More than two decades ago, the U.S. Food and Drug Administration (FDA) granted GMOs “generally regarded as safe” status, meaning the industry had no obligation to conduct long-term safety studies. And while GMOs don’t have what scientists call “acute” effects, what about “chronic” effects — those that come on gradually and can’t easily be tied to one cause? The French study — the most comprehensive GMO safety assessment ever conducted — highlights that concern. It involved 200 rats and spanned two years, the life expectancy of the species of rat used. Previously, the longest study had lasted 240 days, says Michael Hansen, senior scientist at Consumers Union and an expert on GMO research. Industry-funded studies typically last just 90 days.
The researchers investigated how eating Monsanto’s Roundup-Ready corn (and any Roundup herbicide traces that may come with it) affected rats’ health. They separated rats into 10 groups: Three had part of their standard diet replaced at varying levels with Roundup-Ready corn that had been treated with Roundup in the field; three received the same feed protocol, but with untreated Roundup-Ready corn; three ate no GM corn but had tiny amounts of Roundup herbicide in their drinking water; and one control group ate two-thirds standard rat chow and one-third non-GM corn. Each group contained 10 females and 10 males.
The researchers say their results show “severe adverse health effects, including mammary tumors and kidney and liver damage, leading to premature death” from Roundup-Ready corn and Roundup herbicide, whether they were consumed separately or together. Almost all of the ill effects manifested after 90 days. By the end of the study, 50 to 80 percent of the females had developed large tumors, compared with 30 percent developing tumors in the control group. In males, liver congestion and necrosis were 2.5 to 5.5 times higher than in the control group, and there were 1.3 to 2.3 times more instances of kidney disease. Overall, among the rats receiving GM corn and/or Roundup, up to 50 percent of males and 70 percent of females died prematurely, compared with only 30 percent and 20 percent in the control group.

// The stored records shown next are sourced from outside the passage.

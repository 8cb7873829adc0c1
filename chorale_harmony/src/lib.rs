// Chorale Harmonizer
//
// Voices a chord progression for four parts (bass, tenor, alto, soprano)
// following textbook harmony rules. The progression fixes each chord's scale
// degree, inversion and quality; the harmonizer picks the MIDI note every
// voice sings. The problem is modelled as a finite-domain constraint problem
// and solved by branch and bound on a lexicographic cost vector, using the
// `chorale_search` engine.
//
// Architecture:
// - tonality.rs: Keys (major / harmonic minor), chord qualities, pitch-class
//   helpers, and the TonalityModel trait the model reads keys through
// - progression.rs: Chord and progression input, validation against a key
// - config.rs: HarmonyConfig (registers, search budget and strategy,
//   doubling policy, MIDI timing), loadable from JSON
// - network.rs: The voicing variable network (notes, pitch classes,
//   harmonic and melodic intervals) and its linkage check
// - harmonic.rs: Per-chord rules (chord tones, bass note, completeness,
//   doubling table)
// - voice_leading.rs: Rules between chords (parallel perfects, deceptive
//   cadence, contrary motion, common tones)
// - cost.rs: The five-component cost vector
// - harmonizer.rs: Model assembly, search queries, solution read-out
// - midi.rs: MIDI file output
// - error.rs: HarmonyError
//
// Results are deterministic for a given input and configuration.

pub mod config;
pub mod cost;
pub mod error;
pub mod harmonic;
pub mod harmonizer;
pub mod midi;
pub mod network;
pub mod progression;
pub mod tonality;
pub mod voice_leading;

pub use config::{HarmonyConfig, RootDoubling, SearchConfig, VoiceRanges};
pub use cost::CostVector;
pub use error::HarmonyError;
pub use harmonizer::{Harmonization, Harmonizer, ScoredVoicing, Voicing, harmonize};
pub use network::Voice;
pub use progression::{Chord, ChordState, HarmonizationRequest, Progression};
pub use tonality::{ChordQuality, Mode, Tonality};
// Error type for the harmonizer.
//
// Input problems (`MalformedProgression`, `InvalidTonality`) are reported
// before any solver variable exists. `InfeasibleProgression` and `Timeout`
// come out of the search. `ModelDefect` means a solution read back from the
// solver broke the note/interval linkage or the voice ordering; it signals a
// bug in the model rather than bad input. The remaining variants wrap
// failures of the outer layers (configuration files, MIDI output).

use std::io;

use chorale_search::SearchError;
use thiserror::Error;

#[derive(Debug, Error)]
pub enum HarmonyError {
    /// The progression cannot be voiced as written (empty, degree out of
    /// range, third inversion of a triad, chord tones outside the key...).
    #[error("malformed progression: {0}")]
    MalformedProgression(String),

    #[error("invalid tonality: {0}")]
    InvalidTonality(String),

    /// Search finished without finding any voicing.
    #[error("no voicing satisfies the rules for this progression")]
    InfeasibleProgression,

    /// The time budget ran out before a first voicing was found.
    #[error("no voicing found within {budget_ms} ms")]
    Timeout { budget_ms: u64 },

    #[error("model defect: {0}")]
    ModelDefect(String),

    #[error("invalid configuration: {0}")]
    Config(String),

    #[error("JSON error: {0}")]
    Json(#[from] serde_json::Error),

    #[error("I/O error: {0}")]
    Io(#[from] io::Error),

    #[error("MIDI error: {0}")]
    Midi(String),

    #[error(transparent)]
    Search(#[from] SearchError),
}

#[cfg(test)]
mod tests {
    use super::*;

    #[test]
    fn test_messages() {
        let err = HarmonyError::MalformedProgression("empty".into());
        assert_eq!(err.to_string(), "malformed progression: empty");
        let err = HarmonyError::Timeout { budget_ms: 250 };
        assert_eq!(err.to_string(), "no voicing found within 250 ms");
    }

    #[test]
    fn test_from_search_error() {
        let err: HarmonyError = SearchError::NoObjective.into();
        assert!(matches!(err, HarmonyError::Search(SearchError::NoObjective)));
    }
}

So does the study close the case? Are GMOs dangerous? Predictably, industry-aligned scientists are questioning the study, but even longtime critics of GMOs, including Hansen, have concerns. Hansen says that while the new study was longer and better designed than any of the industry GMO safety studies, the sample size — 10 males and 10 females per group — was too small to draw conclusions from.
Hansen says, however, that while the individual comparisons may not be statistically significant because of sample size, the results still paint a troubling picture. The study made 54 comparisons between treated rats and control rats, and in all but four, the treated rats showed worse outcomes. “That’s suggestive that there’s something going on and that there should be further research,” Hansen says, adding that a possible reason the researchers didn’t use a greater number of rats to get more robust results is because multiyear rat studies are extremely expensive.
That fact highlights how little funding goes to GMO safety studies. Between 1992 and 2002 — a period of rapid GM crop development — the USDA spent about $1.8 billion on biotech research, of which only 1 percent went to safety testing. Meanwhile, the ag industry uses its patent power to maintain tight control over who researches what, and it dominates the research agenda at U.S. agriculture universities. The French study didn’t fully illuminate the situation, but it’s a start.